Santé

Les facteurs en jeu dans l’infection par le virus du chikungunya chez l’hôte

Delphine judith

Nationality French

Year of selection 2008

Institution INSERM de Paris XII - Henri Mondor

Country France

Risk Santé

Ph.D

3 years

120000 €

Changement climatique et maladies émergentes

Le changement climatique n’est pas sans effets sur certaines maladies, transportées par des insectes vers de nouvelles régions de la planète. Le virus du chikungunya (CHIKV), par exemple, est sur le point de se répandre à travers le monde par le biais de ses moustiques vecteurs, aujourd’hui présents sur presque tous les continents. Delphine Judith étudie les mécanismes précis de l’infection par le CHIKV. Elle a révélé comment des parties de nos mécanismes cellulaires peuvent bloquer ou encourager la réplication du virus. Ces connaissances permettront d’optimiser les modèles de la maladie en laboratoire afin d’améliorer la recherche de nouveaux traitements et de méthodes de prévention.

Biographie
Je suis titulaire d’une licence en chimie, biologie et biophysique de l’université Paris 5, et d’un master en infectiologie, microbiologie, virologie et immunologie de l’université Paris 7. En septembre 2008, j’entame une thèse en virologie à l’Institut Pasteur au sein du groupe dirigé par le professeur Marc Lecuit (Microorganismes et barrières de l’hôte, Inserm avenir et Institut Pasteur). Mes recherches mettent l’accent sur la biologie cellulaire de l’infection à virus Chikungunya.

Recherches

J’axe mes recherches sur un virus transmis par les piqûres de moustique, connu sous le nom de virus Chikungunya (CHIKV). Cet arbovirus a récemment réapparu, générant des infections massives dans la région de l’océan Indien et en Inde. Étant donné l’expansion géographique des moustiques vecteurs du virus, ce dernier a de grandes chances de toucher toute la planète dans le contexte de la mondialisation et du réchauffement climatique. Chez l’homme, le CHIKV entraîne une maladie bénigne avec des symptômes de fièvre, arthralgie, myalgie et éruption cutanée. Des cas d’infection grave au CHIKV ont néanmoins été décrits, en particulier chez des adultes souffrants de troubles sous-jacents et des nouveau-nés dont la mère est virémique. Le cœur de mon projet est l’étude de la biologie cellulaire liée à l’infection.
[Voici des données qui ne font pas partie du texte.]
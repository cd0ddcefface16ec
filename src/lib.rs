//! lectern: a terminal article reader built around a single detail view.
//!
//! The database of feeds and entries is populated externally; lectern
//! renders one entry at a time, navigates the browsing sequence, toggles
//! between feed-provided and mobilized full-text content, and runs the
//! background mobilization service that extracts full text on demand.

pub mod config;
pub mod mobilize;
pub mod storage;
pub mod ui;
pub mod util;
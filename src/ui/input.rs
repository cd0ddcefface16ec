//! Keyboard dispatch for the detail view.

use crossterm::event::{KeyCode, KeyModifiers};

use super::detail::EntryDetailScreen;
use super::loop_runner::Action;

/// Lines per Ctrl+d / Ctrl+u page jump.
const PAGE_JUMP: usize = 10;

/// Map one key press onto a screen operation.
pub fn handle_input(
    screen: &mut EntryDetailScreen,
    code: KeyCode,
    modifiers: KeyModifiers,
) -> Action {
    // Paging first: plain d/u mean something else.
    if modifiers.contains(KeyModifiers::CONTROL) {
        match code {
            KeyCode::Char('d') => {
                screen.scroll_down(PAGE_JUMP);
                return Action::Continue;
            }
            KeyCode::Char('u') => {
                screen.scroll_up(PAGE_JUMP);
                return Action::Continue;
            }
            KeyCode::Char('c') => return Action::Quit,
            _ => return Action::Continue,
        }
    }

    match code {
        KeyCode::Char('q') => Action::Quit,
        KeyCode::Esc | KeyCode::Backspace => Action::Back,

        // Arrow keys carry list direction: ← goes to the previous entry,
        // which is the swipe-right gesture, and vice versa.
        KeyCode::Left | KeyCode::Char('h') => {
            screen.swipe_right();
            Action::Continue
        }
        KeyCode::Right | KeyCode::Char('l') => {
            screen.swipe_left();
            Action::Continue
        }

        KeyCode::Char('f') => {
            screen.toggle_favorite();
            Action::Continue
        }
        KeyCode::Char('o') => {
            screen.open_in_browser();
            Action::Continue
        }
        KeyCode::Char('s') => {
            screen.share();
            Action::Continue
        }
        // 't' is the action-row toggle, 'r' the refresh gesture; both take
        // the same path.
        KeyCode::Char('t') | KeyCode::Char('r') => {
            screen.switch_full_text_mode();
            Action::Continue
        }
        KeyCode::Char('u') => {
            screen.mark_as_unread();
            Action::Continue
        }

        KeyCode::Char('j') | KeyCode::Down => {
            screen.scroll_down(1);
            Action::Continue
        }
        KeyCode::Char('k') | KeyCode::Up => {
            screen.scroll_up(1);
            Action::Continue
        }

        _ => Action::Continue,
    }
}
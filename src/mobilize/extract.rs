use futures::StreamExt;
use secrecy::{ExposeSecret, SecretString};
use std::sync::OnceLock;
use std::time::Duration;
use thiserror::Error;

/// Default reader gateway that converts an article URL into readable
/// markdown. Overridable through config for self-hosted gateways and tests.
pub const DEFAULT_GATEWAY: &str = "https://r.jina.ai";

static GATEWAY_API_KEY: OnceLock<Option<SecretString>> = OnceLock::new();

fn gateway_api_key() -> Option<&'static SecretString> {
    GATEWAY_API_KEY
        .get_or_init(|| std::env::var("LECTERN_GATEWAY_KEY").ok().map(SecretString::from))
        .as_ref()
}

const MAX_CONTENT_SIZE: usize = 5 * 1024 * 1024; // 5MB
const REQUEST_TIMEOUT: Duration = Duration::from_secs(20);

#[derive(Debug, Error)]
pub enum ExtractError {
    #[error("Request timed out after 20s")]
    Timeout,
    #[error("Network error: {0}")]
    Network(#[from] reqwest::Error),
    #[error("HTTP error: status {0}")]
    HttpStatus(u16),
    #[error("Response too large (exceeds {0} bytes)")]
    ResponseTooLarge(usize),
    #[error("Invalid UTF-8 in response")]
    InvalidUtf8,
    #[error("Invalid article URL")]
    InvalidUrl,
    #[error("Insecure gateway URL: HTTPS required (except localhost for testing)")]
    InsecureGateway,
}

impl ExtractError {
    /// True when the failure is transient and the request may be retried.
    pub fn is_retryable(&self) -> bool {
        match self {
            ExtractError::Timeout | ExtractError::Network(_) => true,
            ExtractError::HttpStatus(status) => *status >= 500,
            ExtractError::ResponseTooLarge(_)
            | ExtractError::InvalidUtf8
            | ExtractError::InvalidUrl
            | ExtractError::InsecureGateway => false,
        }
    }
}

/// Fetch readable full text for an article URL through the reader gateway.
///
/// The article URL must be a well-formed http(s) URL. The gateway must be
/// HTTPS; plain HTTP is accepted only for localhost so tests can run
/// against a local mock. The response body is streamed with a hard size
/// cap, and transient failures are retried with exponential backoff.
pub async fn fetch_full_text(
    client: &reqwest::Client,
    article_url: &str,
    gateway: &str,
) -> Result<String, ExtractError> {
    let parsed = url::Url::parse(article_url).map_err(|_| ExtractError::InvalidUrl)?;
    if !matches!(parsed.scheme(), "http" | "https") {
        return Err(ExtractError::InvalidUrl);
    }

    if !gateway.starts_with("https://") {
        let is_localhost =
            gateway.starts_with("http://127.0.0.1") || gateway.starts_with("http://localhost");
        if !is_localhost {
            tracing::error!(gateway = %gateway, "rejecting non-HTTPS gateway URL");
            return Err(ExtractError::InsecureGateway);
        }
        tracing::warn!(gateway = %gateway, "using non-HTTPS gateway (localhost only)");
    }

    let request_url = format!("{}/{}", gateway.trim_end_matches('/'), parsed.as_str());
    fetch_with_retry(client, &request_url, gateway).await
}

/// Retry transient failures with exponential backoff: 1s, 2s, 4s.
async fn fetch_with_retry(
    client: &reqwest::Client,
    request_url: &str,
    gateway: &str,
) -> Result<String, ExtractError> {
    const MAX_RETRIES: u32 = 3;
    let mut retry_count = 0;

    loop {
        match fetch_once(client, request_url, gateway).await {
            Ok(content) => return Ok(content),
            Err(e) if e.is_retryable() && retry_count < MAX_RETRIES => {
                let delay = 1u64 << retry_count;
                tracing::debug!(
                    error = %e,
                    retry = retry_count + 1,
                    delay_secs = delay,
                    "retrying full-text fetch after transient error"
                );
                tokio::time::sleep(Duration::from_secs(delay)).await;
                retry_count += 1;
            }
            Err(e) => return Err(e),
        }
    }
}

async fn fetch_once(
    client: &reqwest::Client,
    request_url: &str,
    gateway: &str,
) -> Result<String, ExtractError> {
    let mut request = client.get(request_url);

    // The API key is only ever sent to the official gateway; custom
    // gateways (self-hosted, tests) never see the credential.
    if let Some(key) = gateway_api_key() {
        if gateway == DEFAULT_GATEWAY {
            request = request.header("Authorization", format!("Bearer {}", key.expose_secret()));
        } else {
            tracing::debug!("skipping API key for custom gateway");
        }
    }

    let response = tokio::time::timeout(REQUEST_TIMEOUT, request.send())
        .await
        .map_err(|_| ExtractError::Timeout)?
        .map_err(ExtractError::Network)?;

    if !response.status().is_success() {
        return Err(ExtractError::HttpStatus(response.status().as_u16()));
    }

    read_limited_text(response, MAX_CONTENT_SIZE).await
}

/// Stream the body with a hard size cap, rejecting oversized responses
/// before they are buffered in full.
async fn read_limited_text(
    response: reqwest::Response,
    limit: usize,
) -> Result<String, ExtractError> {
    if let Some(len) = response.content_length() {
        if len as usize > limit {
            return Err(ExtractError::ResponseTooLarge(limit));
        }
    }

    let mut bytes = Vec::new();
    let mut stream = response.bytes_stream();

    while let Some(chunk) = stream.next().await {
        let chunk = chunk.map_err(ExtractError::Network)?;
        if bytes.len().saturating_add(chunk.len()) > limit {
            return Err(ExtractError::ResponseTooLarge(limit));
        }
        bytes.extend_from_slice(&chunk);
    }

    String::from_utf8(bytes).map_err(|_| ExtractError::InvalidUtf8)
}

#[cfg(test)]
mod tests {
    use super::*;
    use wiremock::matchers::{method, path_regex};
    use wiremock::{Mock, MockServer, ResponseTemplate};

    #[tokio::test]
    async fn fetch_success_returns_body() {
        let mock_server = MockServer::start().await;
        Mock::given(method("GET"))
            .and(path_regex(".*"))
            .respond_with(ResponseTemplate::new(200).set_body_string("# Full Text\n\nBody"))
            .mount(&mock_server)
            .await;

        let client = reqwest::Client::new();
        let result = fetch_full_text(
            &client,
            "https://example.com/article",
            &mock_server.uri(),
        )
        .await
        .unwrap();

        assert!(result.contains("Full Text"));
    }

    #[tokio::test]
    async fn malformed_article_url_rejected() {
        let client = reqwest::Client::new();
        let result = fetch_full_text(&client, "not-a-url", DEFAULT_GATEWAY).await;
        assert!(matches!(result, Err(ExtractError::InvalidUrl)));
    }

    #[tokio::test]
    async fn non_http_scheme_rejected() {
        let client = reqwest::Client::new();
        let result = fetch_full_text(&client, "file:///etc/passwd", DEFAULT_GATEWAY).await;
        assert!(matches!(result, Err(ExtractError::InvalidUrl)));
    }

    #[tokio::test]
    async fn plain_http_gateway_rejected() {
        let client = reqwest::Client::new();
        let result = fetch_full_text(
            &client,
            "https://example.com/article",
            "http://evil.example.com",
        )
        .await;
        assert!(matches!(result, Err(ExtractError::InsecureGateway)));
    }

    #[tokio::test]
    async fn localhost_gateway_allowed() {
        let mock_server = MockServer::start().await;
        Mock::given(method("GET"))
            .and(path_regex(".*"))
            .respond_with(ResponseTemplate::new(200).set_body_string("content"))
            .mount(&mock_server)
            .await;

        let client = reqwest::Client::new();
        // MockServer binds 127.0.0.1, which is exempt from the HTTPS rule.
        let result =
            fetch_full_text(&client, "https://example.com/article", &mock_server.uri()).await;
        assert!(result.is_ok());
    }

    #[tokio::test]
    async fn http_404_is_not_retried() {
        let mock_server = MockServer::start().await;
        Mock::given(method("GET"))
            .respond_with(ResponseTemplate::new(404))
            .expect(1)
            .mount(&mock_server)
            .await;

        let client = reqwest::Client::new();
        let result =
            fetch_full_text(&client, "https://example.com/article", &mock_server.uri()).await;
        assert!(matches!(result, Err(ExtractError::HttpStatus(404))));
    }

    #[tokio::test]
    async fn http_500_retries_then_succeeds() {
        let mock_server = MockServer::start().await;
        Mock::given(method("GET"))
            .respond_with(ResponseTemplate::new(500))
            .up_to_n_times(1)
            .mount(&mock_server)
            .await;
        Mock::given(method("GET"))
            .respond_with(ResponseTemplate::new(200).set_body_string("recovered"))
            .mount(&mock_server)
            .await;

        let client = reqwest::Client::new();
        let result =
            fetch_full_text(&client, "https://example.com/article", &mock_server.uri()).await;
        assert_eq!(result.unwrap(), "recovered");
    }

    #[tokio::test]
    async fn oversized_content_length_rejected() {
        let mock_server = MockServer::start().await;
        Mock::given(method("GET"))
            .respond_with(ResponseTemplate::new(200).set_body_bytes(vec![b'a'; MAX_CONTENT_SIZE + 1]))
            .mount(&mock_server)
            .await;

        let client = reqwest::Client::new();
        let result =
            fetch_full_text(&client, "https://example.com/article", &mock_server.uri()).await;
        assert!(matches!(result, Err(ExtractError::ResponseTooLarge(_))));
    }

    #[test]
    fn retryability_taxonomy() {
        assert!(ExtractError::Timeout.is_retryable());
        assert!(ExtractError::HttpStatus(503).is_retryable());
        assert!(!ExtractError::HttpStatus(404).is_retryable());
        assert!(!ExtractError::InvalidUrl.is_retryable());
        assert!(!ExtractError::ResponseTooLarge(1).is_retryable());
    }
}
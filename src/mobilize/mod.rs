//! Full-text mobilization: a DB-backed task queue with live pending-count
//! observation, and a background worker that extracts readable article text
//! through a reader gateway.

mod extract;
mod service;

pub use extract::{fetch_full_text, ExtractError, DEFAULT_GATEWAY};
pub use service::{Mobilizer, MobilizeQueue, ServiceHandle};
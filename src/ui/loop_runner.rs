//! Main event loop for the TUI.
//!
//! Multiplexes terminal input, screen events from background tasks, host
//! signals from the navigator, and a periodic tick. All screen state is
//! owned here, on this task.

use anyhow::Result;
use crossterm::{
    event::Event,
    execute,
    terminal::{disable_raw_mode, enable_raw_mode, EnterAlternateScreen, LeaveAlternateScreen},
};
use futures::StreamExt;
use ratatui::{backend::CrosstermBackend, Terminal};
use std::io::{self, Stdout};
use std::sync::Arc;
use std::time::Duration;
use tokio::sync::mpsc;

#[cfg(unix)]
use tokio::signal::unix::{signal, SignalKind};

use super::detail::{EntryDetailScreen, HostLayout, ScreenEvent};
use super::host::{HostSignal, WidthLayout};
use super::input::handle_input;
use super::render::render;
use super::sidebar::Sidebar;

/// Result of handling a key press.
pub enum Action {
    Continue,
    /// Leave the detail flow; a no-op while the sidebar is visible.
    Back,
    Quit,
}

/// Run the event loop until the user leaves.
///
/// Installs a panic hook that restores the terminal before unwinding, so a
/// panic never leaves the shell in raw mode.
pub async fn run(
    mut screen: EntryDetailScreen,
    mut sidebar: Sidebar,
    layout: Arc<WidthLayout>,
    mut screen_rx: mpsc::UnboundedReceiver<ScreenEvent>,
    mut host_rx: mpsc::UnboundedReceiver<HostSignal>,
) -> Result<()> {
    let original_hook = std::panic::take_hook();
    std::panic::set_hook(Box::new(move |panic_info| {
        let _ = disable_raw_mode();
        let _ = execute!(io::stdout(), LeaveAlternateScreen);
        original_hook(panic_info);
    }));

    let mut terminal = setup_terminal()?;
    let mut event_stream = crossterm::event::EventStream::new();
    let mut tick_interval = tokio::time::interval(Duration::from_millis(250));
    let mut needs_redraw = true;

    #[cfg(unix)]
    let mut sigterm = signal(SignalKind::terminate())?;
    #[cfg(unix)]
    let mut sigint = signal(SignalKind::interrupt())?;

    loop {
        if needs_redraw {
            terminal.draw(|f| {
                // Keep the layout seam in sync with the frame actually drawn.
                layout.set_width(f.area().width);
                let two_column = layout.is_two_column();
                render(f, &mut screen, &mut sidebar, two_column);
            })?;
            needs_redraw = false;
        }

        if screen.clear_expired_status() {
            needs_redraw = true;
        }

        // Drain queued screen events before waiting, so a burst of
        // background results is applied in one pass.
        while let Ok(event) = screen_rx.try_recv() {
            needs_redraw = true;
            screen.handle_event(event);
        }

        #[cfg(unix)]
        let sigterm_fut = sigterm.recv();
        #[cfg(not(unix))]
        let sigterm_fut = std::future::pending::<Option<()>>();

        #[cfg(unix)]
        let sigint_fut = sigint.recv();
        #[cfg(not(unix))]
        let sigint_fut = std::future::pending::<Option<()>>();

        tokio::select! {
            biased;

            _ = sigterm_fut => {
                tracing::info!("received SIGTERM, shutting down");
                break;
            }

            _ = sigint_fut => {
                tracing::info!("received SIGINT, shutting down");
                break;
            }

            maybe_event = event_stream.next() => {
                match maybe_event {
                    Some(Ok(Event::Key(key))) => {
                        needs_redraw = true;
                        match handle_input(&mut screen, key.code, key.modifiers) {
                            Action::Quit => break,
                            Action::Back => {
                                // The back affordance only exists in
                                // single-column layout.
                                if !layout.is_two_column() {
                                    break;
                                }
                            }
                            Action::Continue => {}
                        }
                    }
                    Some(Ok(Event::Resize(_, _))) => {
                        needs_redraw = true;
                    }
                    _ => {}
                }
            }

            Some(event) = screen_rx.recv() => {
                needs_redraw = true;
                screen.handle_event(event);
            }

            Some(signal) = host_rx.recv() => {
                needs_redraw = true;
                match signal {
                    HostSignal::Selected(entry_id) => sidebar.select_id(&entry_id),
                    HostSignal::Back => {
                        if !layout.is_two_column() {
                            break;
                        }
                    }
                }
            }

            _ = tick_interval.tick() => {
                if screen.is_refreshing() {
                    screen.spinner_frame = screen.spinner_frame.wrapping_add(1);
                    needs_redraw = true;
                }
            }
        }
    }

    restore_terminal(terminal)?;
    Ok(())
}

fn setup_terminal() -> Result<Terminal<CrosstermBackend<Stdout>>> {
    enable_raw_mode()?;
    let mut stdout = io::stdout();
    execute!(stdout, EnterAlternateScreen)?;
    let backend = CrosstermBackend::new(stdout);
    let terminal = Terminal::new(backend)?;
    Ok(terminal)
}

fn restore_terminal(mut terminal: Terminal<CrosstermBackend<Stdout>>) -> Result<()> {
    disable_raw_mode()?;
    execute!(terminal.backend_mut(), LeaveAlternateScreen)?;
    terminal.show_cursor()?;
    Ok(())
}
use anyhow::Result;
use sqlx::{
    sqlite::{SqliteConnectOptions, SqlitePoolOptions},
    SqlitePool,
};
use std::str::FromStr;
use std::time::Duration;

use super::types::StorageError;

// ============================================================================
// Database
// ============================================================================

#[derive(Clone)]
pub struct Database {
    pub(crate) pool: SqlitePool,
}

impl Database {
    /// Open a database connection and run migrations.
    ///
    /// # Errors
    ///
    /// Returns `StorageError::InstanceLocked` when another lectern instance
    /// holds the database lock, `StorageError::Migration` when the schema
    /// could not be brought up to date, `StorageError::Other` otherwise.
    pub async fn open(path: &str) -> Result<Self, StorageError> {
        let url = format!("sqlite:{}?mode=rwc", path);

        // Restrict the database file to the owning user before the pool
        // creates it with default umask permissions.
        #[cfg(unix)]
        if path != ":memory:" {
            use std::os::unix::fs::PermissionsExt;
            let db_path = std::path::Path::new(path);
            if db_path.exists() {
                let perms = std::fs::Permissions::from_mode(0o600);
                if let Err(e) = std::fs::set_permissions(path, perms) {
                    tracing::warn!(path = %path, error = %e, "failed to set database file permissions");
                }
            } else if let Some(parent) = db_path.parent() {
                if parent.exists() {
                    use std::os::unix::fs::OpenOptionsExt;
                    let _file = std::fs::OpenOptions::new()
                        .write(true)
                        .create_new(true)
                        .mode(0o600)
                        .open(db_path)
                        .ok(); // If creation fails, SQLite reports the error at connect.
                }
            }
        }

        // busy_timeout=5000: wait up to 5s for locks to release before
        // returning SQLITE_BUSY. Set via pragma so every pooled connection
        // inherits it.
        let options = SqliteConnectOptions::from_str(&url)
            .map_err(StorageError::from_sqlx)?
            .pragma("busy_timeout", "5000");
        // SQLite is single-writer; 5 connections covers the peak concurrent
        // readers here (detail loads + mobilizer + UI queries).
        let pool = SqlitePoolOptions::new()
            .max_connections(5)
            .acquire_timeout(Duration::from_secs(10))
            .connect_with(options)
            .await
            .map_err(StorageError::from_sqlx)?;
        let db = Self { pool };
        db.migrate().await.map_err(|e| {
            let msg = e.to_string().to_lowercase();
            if msg.contains("database is locked")
                || msg.contains("database table is locked")
                || msg.contains("sqlite_busy")
                || msg.contains("sqlite_locked")
            {
                StorageError::InstanceLocked
            } else {
                StorageError::Migration(e.to_string())
            }
        })?;
        Ok(db)
    }

    /// Run schema migrations atomically within a transaction.
    ///
    /// Every statement uses `IF NOT EXISTS`, so re-running on an existing
    /// database is a no-op; a failure mid-way rolls the whole batch back.
    async fn migrate(&self) -> Result<()> {
        // Per-connection setting, must run outside the transaction.
        sqlx::query("PRAGMA foreign_keys = ON")
            .execute(&self.pool)
            .await?;

        let mut tx = self.pool.begin().await?;

        sqlx::query(
            r#"
            CREATE TABLE IF NOT EXISTS feeds (
                id INTEGER PRIMARY KEY,
                title TEXT NOT NULL,
                url TEXT UNIQUE NOT NULL
            )
        "#,
        )
        .execute(&mut *tx)
        .await?;

        sqlx::query(
            r#"
            CREATE TABLE IF NOT EXISTS entries (
                id TEXT PRIMARY KEY,
                feed_id INTEGER NOT NULL REFERENCES feeds(id) ON DELETE CASCADE,
                title TEXT NOT NULL,
                link TEXT,
                description TEXT,
                mobilized_content TEXT,
                read INTEGER NOT NULL DEFAULT 0,
                favorite INTEGER NOT NULL DEFAULT 0,
                published INTEGER,
                fetched_at INTEGER NOT NULL
            )
        "#,
        )
        .execute(&mut *tx)
        .await?;

        sqlx::query("CREATE INDEX IF NOT EXISTS idx_entries_feed ON entries(feed_id)")
            .execute(&mut *tx)
            .await?;
        sqlx::query(
            "CREATE INDEX IF NOT EXISTS idx_entries_published ON entries(published DESC)",
        )
        .execute(&mut *tx)
        .await?;
        sqlx::query("CREATE INDEX IF NOT EXISTS idx_entries_read ON entries(read)")
            .execute(&mut *tx)
            .await?;
        sqlx::query("CREATE INDEX IF NOT EXISTS idx_entries_favorite ON entries(favorite)")
            .execute(&mut *tx)
            .await?;

        // Mobilization work queue. entry_id is UNIQUE so enqueueing the same
        // entry twice stays a single outstanding task.
        sqlx::query(
            r#"
            CREATE TABLE IF NOT EXISTS mobilize_tasks (
                id INTEGER PRIMARY KEY,
                entry_id TEXT UNIQUE NOT NULL REFERENCES entries(id) ON DELETE CASCADE,
                created_at INTEGER NOT NULL,
                attempts INTEGER NOT NULL DEFAULT 0
            )
        "#,
        )
        .execute(&mut *tx)
        .await?;

        // Key-value store for user settings and restorable screen state.
        // Keys use a dotted convention: session.detail, etc.
        sqlx::query(
            r#"
            CREATE TABLE IF NOT EXISTS preferences (
                key TEXT PRIMARY KEY,
                value TEXT NOT NULL,
                updated_at TEXT NOT NULL DEFAULT (datetime('now'))
            )
        "#,
        )
        .execute(&mut *tx)
        .await?;

        tx.commit().await?;

        Ok(())
    }
}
Plus spécifiquement, j’espère décoder les mécanismes moléculaires qui permettent au virus de pénétrer les cellules cibles et de se disséminer dans les cellules voisines. Ce projet va non seulement enrichir nos connaissances élémentaires de ce virus peu caractérisé, mais aussi contribuer à définir de nouvelles stratégies préventives et thérapeutiques.

Bourse AXA

Me voir sélectionnée parmi les bénéficiaires d’une bourse AXA m’a permis d’obtenir le financement nécessaire pour mener à bien cette thèse. C’est un honneur qui va en outre accroître la reconnaissance de la qualité et de l’intérêt général de mon travail. La bourse témoigne de l’intérêt que porte AXA aux sciences fondamentales, et montre que les investissements dans ce domaine permettent de minimiser les risques associés aux infections émergentes et au réchauffement climatique.